YOUR INSTRUCTIONS: Every line in the entries that holds "MangroveAnalyser" should be identified and copied.

Top of DATASET EXTRACT

//! Zonal statistics engine for mangrove analyses.
//!
//! This crate computes per-AOI, per-timestamp metrics over raster time
//! series and vector layers:
//!
//! - **Land cover**: mangrove extent, gain and loss areas
//! - **Properties**: biomass and canopy height histograms and statistics
//! - **Carbon**: above-ground, soil and total organic carbon as CO2e
//! - **Coast**: coastline length and the part lined by mangroves
//!
//! # Architecture
//!
//! ```text
//! AnalysisRequest
//!      │
//!      ▼
//! MangroveAnalyser::run(request)
//!      │
//!      ├─► DatasetCatalog: key → ImageCollection / VectorLayer / Legend
//!      │
//!      ├─► Build image expressions (unit conversion, per-hectare, AGB + SOC)
//!      │
//!      ├─► ReductionExecutor: one ReductionRequest per (metric, timestamp)
//!      │         │
//!      │         └─► RasterBackend::reduce → value or ReductionFault
//!      │
//!      └─► Fallback policy per cell, merge into ResultMap
//!               │
//!               ▼
//!          AnalysisReport { results, failures }
//! ```
//!
//! # Example
//!
//! ```ignore
//! use std::sync::Arc;
//! use zonal_engine::{AnalysisParams, AnalysisRequest, EngineConfig, InMemoryBackend,
//!     MangroveAnalyser, MemoryCatalog};
//!
//! let catalog = MemoryCatalog::from_manifest("catalog.yaml")?;
//! let backend = Arc::new(InMemoryBackend::new(catalog.store()));
//! let config = EngineConfig::from_env();
//! let analyser = MangroveAnalyser::new(Arc::new(catalog), backend, &config);
//!
//! let request = AnalysisRequest::new(aoi, timestamps, AnalysisParams::from_config(&config));
//! let report = analyser.run(&request).await?;
//! println!("{}", serde_json::to_string_pretty(&report.results)?);
//! ```

pub mod backend;
pub mod carbon;
pub mod catalog;
pub mod coast;
pub mod collection;
pub mod config;
pub mod convert;
pub mod dispatch;
pub mod error;
pub mod executor;
pub mod expr;
pub mod geometry;
pub mod histogram;
pub mod landcover;
pub mod legend;
pub mod manifest;
pub mod properties;
pub mod results;
pub mod timeseries;
pub mod types;
pub mod zonal;

// Re-export commonly used types at crate root
pub use backend::{InMemoryBackend, RasterBackend, Reducer, ReductionRequest, SummaryStats};
pub use catalog::{DatasetCatalog, FeatureGeometryProvider, GeometryProvider, MemoryCatalog, VectorLayer};
pub use collection::{Image, ImageCollection};
pub use config::{AnalysisParams, EngineConfig};
pub use convert::UnitConversion;
pub use dispatch::{AnalysisRequest, AnalysisType, MangroveAnalyser};
pub use error::{EngineError, ReductionFault, Result};
pub use executor::ReductionExecutor;
pub use expr::RasterExpr;
pub use histogram::{to_style_ramp, FixedHistogram, HistogramSpec};
pub use legend::Legend;
pub use manifest::CatalogManifest;
pub use results::{AnalysisReport, AnalysisResult, MetricFailure, MetricOutcome, MetricResult, Props, ResultMap};
pub use types::{Aoi, GeoTransform, Raster, RasterStore};
//! Common types and utilities shared across the mangrove analysis workspace.

pub mod bbox;
pub mod error;
pub mod geojson;
pub mod style;
pub mod time;

pub use bbox::BoundingBox;
pub use error::{AtlasError, AtlasResult};
pub use geojson::{Feature, FeatureCollection, GeoJsonGeometry};
pub use style::{ColorMapEntry, HexColor, StyleRamp};
pub use time::{format_timestamp, parse_timestamp, parse_timestamp_list, same_date};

Bottom of DATASET EXTRACT

EXERCISE RESULT:
//! MangroveAnalyser::run(request)
//!     MangroveAnalyser, MemoryCatalog};
//! let analyser = MangroveAnalyser::new(Arc::new(catalog), backend, &config);
pub use dispatch::{AnalysisRequest, AnalysisType, MangroveAnalyser};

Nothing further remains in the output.